EXERCISE INSTRUCTIONS>
Restate word for word every line from the top of the data below down through the line that holds "pub struct RequestId(u64);".

------

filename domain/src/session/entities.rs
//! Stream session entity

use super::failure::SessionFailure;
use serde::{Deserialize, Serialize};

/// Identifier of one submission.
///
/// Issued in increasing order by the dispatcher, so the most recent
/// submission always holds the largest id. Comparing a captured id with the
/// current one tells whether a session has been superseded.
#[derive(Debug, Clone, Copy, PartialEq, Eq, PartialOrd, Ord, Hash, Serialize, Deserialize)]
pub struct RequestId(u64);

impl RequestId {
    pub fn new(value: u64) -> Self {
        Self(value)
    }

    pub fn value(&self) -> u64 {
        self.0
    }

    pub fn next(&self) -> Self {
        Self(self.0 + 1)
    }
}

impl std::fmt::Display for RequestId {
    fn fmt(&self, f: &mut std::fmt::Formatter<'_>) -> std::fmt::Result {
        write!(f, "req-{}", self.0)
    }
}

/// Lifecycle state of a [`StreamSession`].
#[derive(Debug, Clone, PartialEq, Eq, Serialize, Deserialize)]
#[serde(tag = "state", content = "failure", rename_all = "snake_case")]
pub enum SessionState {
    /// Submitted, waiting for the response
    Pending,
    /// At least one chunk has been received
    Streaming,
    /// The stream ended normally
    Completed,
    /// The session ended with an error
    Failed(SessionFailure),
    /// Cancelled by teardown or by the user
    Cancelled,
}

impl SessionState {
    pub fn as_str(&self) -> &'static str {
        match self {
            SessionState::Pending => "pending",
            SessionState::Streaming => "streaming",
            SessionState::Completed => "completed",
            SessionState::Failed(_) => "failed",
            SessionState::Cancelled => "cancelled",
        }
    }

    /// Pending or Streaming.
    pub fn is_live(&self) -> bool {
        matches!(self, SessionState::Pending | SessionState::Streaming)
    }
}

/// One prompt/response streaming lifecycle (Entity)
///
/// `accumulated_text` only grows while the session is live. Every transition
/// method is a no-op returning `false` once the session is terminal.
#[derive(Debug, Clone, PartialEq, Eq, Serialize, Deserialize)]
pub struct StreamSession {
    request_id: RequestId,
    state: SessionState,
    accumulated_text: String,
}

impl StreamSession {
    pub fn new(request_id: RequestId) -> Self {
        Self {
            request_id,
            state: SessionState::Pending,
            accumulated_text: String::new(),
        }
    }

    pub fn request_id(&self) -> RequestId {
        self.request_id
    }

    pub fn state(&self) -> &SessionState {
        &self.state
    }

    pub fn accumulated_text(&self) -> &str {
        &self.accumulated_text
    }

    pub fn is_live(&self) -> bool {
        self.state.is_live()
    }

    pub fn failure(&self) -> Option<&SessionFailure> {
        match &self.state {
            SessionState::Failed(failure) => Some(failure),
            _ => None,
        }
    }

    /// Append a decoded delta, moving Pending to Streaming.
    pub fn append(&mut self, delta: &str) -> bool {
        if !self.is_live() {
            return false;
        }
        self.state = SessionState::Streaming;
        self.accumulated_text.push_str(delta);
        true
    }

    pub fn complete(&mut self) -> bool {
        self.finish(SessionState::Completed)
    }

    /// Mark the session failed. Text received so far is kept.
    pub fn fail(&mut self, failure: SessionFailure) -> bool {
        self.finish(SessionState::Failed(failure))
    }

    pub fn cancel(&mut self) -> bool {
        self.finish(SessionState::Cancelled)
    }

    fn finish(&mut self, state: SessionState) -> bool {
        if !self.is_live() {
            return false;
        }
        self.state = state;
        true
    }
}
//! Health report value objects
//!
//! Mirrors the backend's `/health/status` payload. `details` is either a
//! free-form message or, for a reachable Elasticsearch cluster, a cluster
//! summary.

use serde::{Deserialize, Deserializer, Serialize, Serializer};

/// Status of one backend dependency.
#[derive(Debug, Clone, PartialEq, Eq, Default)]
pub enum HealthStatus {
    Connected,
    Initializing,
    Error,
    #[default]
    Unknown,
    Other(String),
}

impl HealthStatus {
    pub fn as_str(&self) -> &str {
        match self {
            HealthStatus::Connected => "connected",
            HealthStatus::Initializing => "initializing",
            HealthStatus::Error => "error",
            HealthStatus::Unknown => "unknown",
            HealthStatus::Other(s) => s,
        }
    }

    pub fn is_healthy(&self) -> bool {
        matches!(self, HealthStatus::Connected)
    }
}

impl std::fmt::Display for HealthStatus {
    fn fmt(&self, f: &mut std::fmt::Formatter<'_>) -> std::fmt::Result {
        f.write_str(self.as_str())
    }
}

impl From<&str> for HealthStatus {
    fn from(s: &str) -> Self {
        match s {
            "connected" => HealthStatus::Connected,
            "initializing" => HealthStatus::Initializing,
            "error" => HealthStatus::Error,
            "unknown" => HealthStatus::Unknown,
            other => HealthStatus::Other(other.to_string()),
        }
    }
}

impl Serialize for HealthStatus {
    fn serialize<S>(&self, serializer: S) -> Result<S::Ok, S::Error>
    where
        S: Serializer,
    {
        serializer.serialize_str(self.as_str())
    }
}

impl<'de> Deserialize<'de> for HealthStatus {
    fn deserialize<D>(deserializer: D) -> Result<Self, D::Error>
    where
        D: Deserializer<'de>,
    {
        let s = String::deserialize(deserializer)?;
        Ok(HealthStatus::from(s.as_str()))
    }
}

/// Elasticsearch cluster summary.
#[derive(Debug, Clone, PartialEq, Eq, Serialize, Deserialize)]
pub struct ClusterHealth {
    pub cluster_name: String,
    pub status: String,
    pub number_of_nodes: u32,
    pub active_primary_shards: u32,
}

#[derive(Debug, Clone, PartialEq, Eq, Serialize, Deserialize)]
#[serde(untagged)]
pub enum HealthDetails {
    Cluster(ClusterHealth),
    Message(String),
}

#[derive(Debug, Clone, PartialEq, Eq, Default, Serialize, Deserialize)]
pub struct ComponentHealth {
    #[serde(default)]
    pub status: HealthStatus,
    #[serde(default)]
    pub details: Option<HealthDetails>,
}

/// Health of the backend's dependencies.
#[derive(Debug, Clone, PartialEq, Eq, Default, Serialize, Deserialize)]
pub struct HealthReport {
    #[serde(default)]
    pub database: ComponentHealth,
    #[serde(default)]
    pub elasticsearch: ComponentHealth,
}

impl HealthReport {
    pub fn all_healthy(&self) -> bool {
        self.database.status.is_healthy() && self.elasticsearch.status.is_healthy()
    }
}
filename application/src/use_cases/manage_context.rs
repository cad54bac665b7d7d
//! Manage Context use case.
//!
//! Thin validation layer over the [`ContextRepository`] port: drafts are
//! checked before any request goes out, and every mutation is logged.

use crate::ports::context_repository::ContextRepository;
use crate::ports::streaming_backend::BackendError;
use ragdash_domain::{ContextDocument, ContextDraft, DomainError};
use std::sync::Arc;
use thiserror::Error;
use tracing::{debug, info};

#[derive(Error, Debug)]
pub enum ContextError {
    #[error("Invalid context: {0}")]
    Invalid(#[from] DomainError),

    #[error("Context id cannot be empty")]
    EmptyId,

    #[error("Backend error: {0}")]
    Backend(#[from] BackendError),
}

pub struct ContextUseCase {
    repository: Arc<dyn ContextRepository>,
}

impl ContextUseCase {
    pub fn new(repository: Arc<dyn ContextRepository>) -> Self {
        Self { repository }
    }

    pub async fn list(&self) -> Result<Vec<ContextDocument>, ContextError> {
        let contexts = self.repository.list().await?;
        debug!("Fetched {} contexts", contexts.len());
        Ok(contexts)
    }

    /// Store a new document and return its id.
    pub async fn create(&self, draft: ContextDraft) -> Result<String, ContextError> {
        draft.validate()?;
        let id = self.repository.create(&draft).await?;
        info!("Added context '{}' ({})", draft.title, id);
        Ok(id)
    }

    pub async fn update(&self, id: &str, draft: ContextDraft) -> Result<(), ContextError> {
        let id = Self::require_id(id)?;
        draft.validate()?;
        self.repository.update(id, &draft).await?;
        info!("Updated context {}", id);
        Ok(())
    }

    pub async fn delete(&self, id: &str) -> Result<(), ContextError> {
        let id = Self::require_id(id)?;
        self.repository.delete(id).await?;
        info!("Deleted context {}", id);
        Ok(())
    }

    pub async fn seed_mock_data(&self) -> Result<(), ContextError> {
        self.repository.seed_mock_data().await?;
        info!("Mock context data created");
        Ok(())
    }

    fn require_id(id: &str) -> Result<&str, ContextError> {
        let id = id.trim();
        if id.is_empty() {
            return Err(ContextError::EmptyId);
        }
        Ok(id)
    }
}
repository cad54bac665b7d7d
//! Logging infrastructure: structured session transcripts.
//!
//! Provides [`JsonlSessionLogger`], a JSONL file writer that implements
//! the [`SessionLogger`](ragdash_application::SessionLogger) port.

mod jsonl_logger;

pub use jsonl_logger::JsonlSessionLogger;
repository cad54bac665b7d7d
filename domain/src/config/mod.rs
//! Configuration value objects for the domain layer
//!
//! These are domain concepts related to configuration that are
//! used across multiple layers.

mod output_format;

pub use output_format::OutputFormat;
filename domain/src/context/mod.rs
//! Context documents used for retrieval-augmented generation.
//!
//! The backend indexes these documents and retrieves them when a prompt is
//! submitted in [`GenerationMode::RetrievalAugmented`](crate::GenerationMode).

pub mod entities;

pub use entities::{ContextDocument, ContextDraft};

------

COMPLETED TASK>
filename domain/src/session/entities.rs
//! Stream session entity

use super::failure::SessionFailure;
use serde::{Deserialize, Serialize};

/// Identifier of one submission.
///
/// Issued in increasing order by the dispatcher, so the most recent
/// submission always holds the largest id. Comparing a captured id with the
/// current one tells whether a session has been superseded.
#[derive(Debug, Clone, Copy, PartialEq, Eq, PartialOrd, Ord, Hash, Serialize, Deserialize)]
pub struct RequestId(u64);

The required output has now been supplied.